BP is the world’s largest corporate criminal. It has been fined over $20bn dollars for the Deepwater Horizon oil spill, and yet continues to explore ever-riskier, and ever-dirtier, fossil-fuels. BP is implicated in human rights abuses, mass ecosystem destruction and, of course, contributing to runaway climate change.
And yet many people will associate BP not with destruction and abuse of people and planet, but with the Portrait Awards, a celebration of human life in all its variety. I even find myself referring to it as the 'BP Portrait Awards', and quickly biting my tongue.
I was one of a large group of ‘actorvists’ who staged a performance protest on Saturday morning at the Scottish National Portrait Gallery, calling for BP to be dropped as a sponsor of the awards. We highlighted the cynicism of BP using the awards to improve their public image, and urged visitors to the gallery to support our call.
BP’s actions around the world, from displacing frontline communities and colluding with regimes with horrendous human rights records, to investment in tar sands and mass pollution, mark them out as a key player in human rights abuses and environmental destruction.
Yet BP is able to rely on the good reputations of our cultural institutions to curry favour and present an acceptable face to the public, while at the same time continuing to lobby against environmental protections and action on climate change. This greenwash must not continue.
Our protest marked the second time in recent months that the crimes of BP have been highlighted in Edinburgh. In October I was honoured to meet Gilberto Torres who was visiting Edinburgh as part of a ‘Fossil Free’ tour. Sr Torres was abducted and tortured while working for the Ocensa pipeline in Colombia. BP used the pipeline to transport its oil, as well as owning a 15.2% share of the pipeline. Many workers and union organisers were disappeared while working on the pipeline, with Sr Torres the only one to be returned alive after huge strikes against his abduction effectively stopped production. He is now taking BP to court over its alleged involvement in his abduction.
Upon his release from captivity in 2002, Sr Torres said 'solidarity is the strength that the powerless need'. We took action in solidarity with him, with others affected by BP's actions around the work, and with all those suffering the affects of the global climate crisis.

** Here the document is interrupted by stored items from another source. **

use anyhow::{Context, Result};

/// Minimal deterministic PRNG (xoshiro256**)
struct SimpleRng {
    state: [u64; 4],
}

impl SimpleRng {
    fn new(seed: u64) -> Self {
        let mut s = [0u64; 4];
        let mut x = seed;
        for slot in &mut s {
            x = x.wrapping_mul(6364136223846793005).wrapping_add(1);
            *slot = x;
        }
        SimpleRng { state: s }
    }

    fn next_u64(&mut self) -> u64 {
        let result = (self.state[1].wrapping_mul(5))
            .rotate_left(7)
            .wrapping_mul(9);
        let t = self.state[1] << 17;
        self.state[2] ^= self.state[0];
        self.state[3] ^= self.state[1];
        self.state[1] ^= self.state[2];
        self.state[0] ^= self.state[3];
        self.state[2] ^= t;
        self.state[3] = self.state[3].rotate_left(45);
        result
    }

    fn next_f64(&mut self) -> f64 {
        (self.next_u64() >> 11) as f64 / (1u64 << 53) as f64
    }

    /// Box-Muller transform for normal distribution
    fn gauss(&mut self, mean: f64, std_dev: f64) -> f64 {
        let u1 = self.next_f64().max(1e-15);
        let u2 = self.next_f64();
        let z = (-2.0 * u1.ln()).sqrt() * (2.0 * std::f64::consts::PI * u2).cos();
        mean + std_dev * z
    }
}

struct Region {
    name: &'static str,
    region_type: &'static str,
    state_name: &'static str,
    state: &'static str,
    metro: &'static str,
    county: &'static str,
    /// Starting home value and mean monthly growth rate.
    base_value: f64,
    monthly_growth: f64,
}

const REGIONS: &[Region] = &[
    Region { name: "Los Angeles", region_type: "city", state_name: "California", state: "CA", metro: "Los Angeles-Long Beach-Anaheim", county: "Los Angeles County", base_value: 910_000.0, monthly_growth: 0.004 },
    Region { name: "San Diego", region_type: "city", state_name: "California", state: "CA", metro: "San Diego-Chula Vista-Carlsbad", county: "San Diego County", base_value: 830_000.0, monthly_growth: 0.005 },
    Region { name: "Austin", region_type: "city", state_name: "Texas", state: "TX", metro: "Austin-Round Rock", county: "Travis County", base_value: 540_000.0, monthly_growth: -0.002 },
    Region { name: "Houston", region_type: "city", state_name: "Texas", state: "TX", metro: "Houston-The Woodlands-Sugar Land", county: "Harris County", base_value: 270_000.0, monthly_growth: 0.002 },
    Region { name: "Columbus", region_type: "city", state_name: "Ohio", state: "OH", metro: "Columbus", county: "Franklin County", base_value: 240_000.0, monthly_growth: 0.006 },
    Region { name: "Austin-Round Rock", region_type: "msa", state_name: "Texas", state: "TX", metro: "", county: "", base_value: 470_000.0, monthly_growth: -0.001 },
    Region { name: "Columbus Metro", region_type: "msa", state_name: "Ohio", state: "OH", metro: "", county: "", base_value: 280_000.0, monthly_growth: 0.005 },
    Region { name: "San Diego-Carlsbad", region_type: "msa", state_name: "California", state: "CA", metro: "", county: "", base_value: 790_000.0, monthly_growth: 0.004 },
];

/// Month-end period labels `2023-01-31` … `2024-12-31`.
fn period_labels() -> Vec<String> {
    let last_day = [31, 28, 31, 30, 31, 30, 31, 31, 30, 31, 30, 31];
    let mut labels = Vec::new();
    for year in [2023u32, 2024] {
        for month in 1..=12u32 {
            let mut day = last_day[month as usize - 1];
            if month == 2 && year % 4 == 0 {
                day = 29;
            }
            labels.push(format!("{year}-{month:02}-{day:02}"));
        }
    }
    labels
}

fn main() -> Result<()> {
    let mut rng = SimpleRng::new(42);
    let periods = period_labels();

    let output_path = "assets/sample-data.csv";
    let mut writer = csv::Writer::from_path(output_path)
        .with_context(|| format!("creating {output_path}"))?;

    let mut header = vec![
        "RegionID".to_string(),
        "SizeRank".to_string(),
        "RegionName".to_string(),
        "RegionType".to_string(),
        "StateName".to_string(),
        "State".to_string(),
        "City".to_string(),
        "Metro".to_string(),
        "CountyName".to_string(),
    ];
    header.extend(periods.iter().cloned());
    writer.write_record(&header).context("writing header")?;

    for (idx, region) in REGIONS.iter().enumerate() {
        let mut record = vec![
            format!("{}", 10000 + idx),
            format!("{}", (idx + 1) * 10),
            region.name.to_string(),
            region.region_type.to_string(),
            region.state_name.to_string(),
            region.state.to_string(),
            if region.region_type == "city" { region.name.to_string() } else { String::new() },
            region.metro.to_string(),
            region.county.to_string(),
        ];

        let mut value = region.base_value;
        for _ in &periods {
            let growth = rng.gauss(region.monthly_growth, 0.006);
            value *= 1.0 + growth;
            record.push(format!("{value:.0}"));
        }

        writer.write_record(&record).context("writing region row")?;
    }

    writer.flush().context("flushing output")?;
    println!(
        "Wrote {} regions x {} periods to {output_path}",
        REGIONS.len(),
        periods.len()
    );
    Ok(())
}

Our ask for BP to be dropped as a sponsor of the portrait awards, and for the Scottish National Gallery to put pressure on the National Gallery down in London to refuse oil money, is not without form. People have largely forgotten now, but before they were the ‘BP Portrait Awards’, the awards were sponsored by John Player, a tobacco company.

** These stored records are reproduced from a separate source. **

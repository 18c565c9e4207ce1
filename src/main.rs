mod app;
mod color;
mod data;
mod state;
mod ui;

use app::HousingLensApp;
use eframe::egui;

fn main() -> eframe::Result {
    env_logger::init();

    let options = eframe::NativeOptions {
        viewport: egui::ViewportBuilder::default()
            .with_inner_size([1200.0, 800.0])
            .with_min_inner_size([600.0, 400.0]),
        ..Default::default()
    };

    eframe::run_native(
        "Housing Lens – Market Data Analyzer",
        options,
        Box::new(|_cc| Ok(Box::new(HousingLensApp::default()))),
    )
}
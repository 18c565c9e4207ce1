use std::collections::{BTreeMap, BTreeSet};

use super::model::Dataset;

// ---------------------------------------------------------------------------
// FacetIndex – distinct filterable values plus cascading lookups
// ---------------------------------------------------------------------------

/// Read-only index of filter facets derived from a [`Dataset`].
///
/// `BTreeSet`/`BTreeMap` keep every exposed list sorted ascending and free of
/// duplicates. The index is rebuilt in full whenever the dataset is replaced,
/// never patched incrementally.
#[derive(Debug, Clone, Default)]
pub struct FacetIndex {
    /// Distinct non-empty `RegionType` values.
    pub region_types: BTreeSet<String>,
    /// Distinct non-empty `StateName` values.
    pub state_names: BTreeSet<String>,
    /// Distinct non-empty `RegionName` values.
    pub region_names: BTreeSet<String>,
    /// RegionType → states that occur with it.
    pub state_names_by_region_type: BTreeMap<String, BTreeSet<String>>,
    /// StateName → regions that occur in it.
    pub region_names_by_state: BTreeMap<String, BTreeSet<String>>,
}

impl FacetIndex {
    /// Build the index in a single pass over all rows.
    pub fn build(dataset: &Dataset) -> Self {
        let mut index = FacetIndex::default();

        for row in &dataset.rows {
            let region_type = row.region_type();
            let state_name = row.state_name();
            let region_name = row.region_name();

            if !region_type.is_empty() {
                index.region_types.insert(region_type.to_string());
            }
            if !state_name.is_empty() {
                index.state_names.insert(state_name.to_string());
            }
            if !region_name.is_empty() {
                index.region_names.insert(region_name.to_string());
            }

            if !region_type.is_empty() && !state_name.is_empty() {
                index
                    .state_names_by_region_type
                    .entry(region_type.to_string())
                    .or_default()
                    .insert(state_name.to_string());
            }
            if !state_name.is_empty() && !region_name.is_empty() {
                index
                    .region_names_by_state
                    .entry(state_name.to_string())
                    .or_default()
                    .insert(region_name.to_string());
            }
        }

        index
    }
}

// ---------------------------------------------------------------------------
// Tests
// ---------------------------------------------------------------------------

While the case for cultural institutions to drop tobacco sponsorship was clear, the case to divest from fossil fuels is even stronger. The human rights abuses and dodgy dealings of BP aside, any fossil fuel company is an inappropriate sponsor of our museums and galleries. Last year the science festival ended its partnership with Shell amid protests at the hypocrisy of an oil company sponsoring an exhibition on climate change.
This year the National Portrait Gallery's contract with BP is up for renewal. Now is the time for the gallery to follow the lead of churches, universities and others around the world and break their relationship with oil and gas.
We love the arts, and we recognise that funding is a constant worry for cultural institutions. But the rewards BP gets for its sponsorship does not equal the money it pays – just 3% of the funding the National Portrait Gallery gets is from BP, and in return BP gets huge positive exposure and the chance to paint itself as a sustainable and generous company. The small amount they offer could be replaced by sponsorship from an ethical company or, ideally, increased government support of the arts.
The Scottish National Portrait Gallery doesn't currently accept any funding directly from BP, but by allowing its logo within its halls it sends a message – covering up oil spills with oil paints, and environmental destruction with artistic celebration. The Scottish National Portrait Gallery must take a stand and urge the Portrait Awards to cut ties with BP and help create the fossil free culture we need.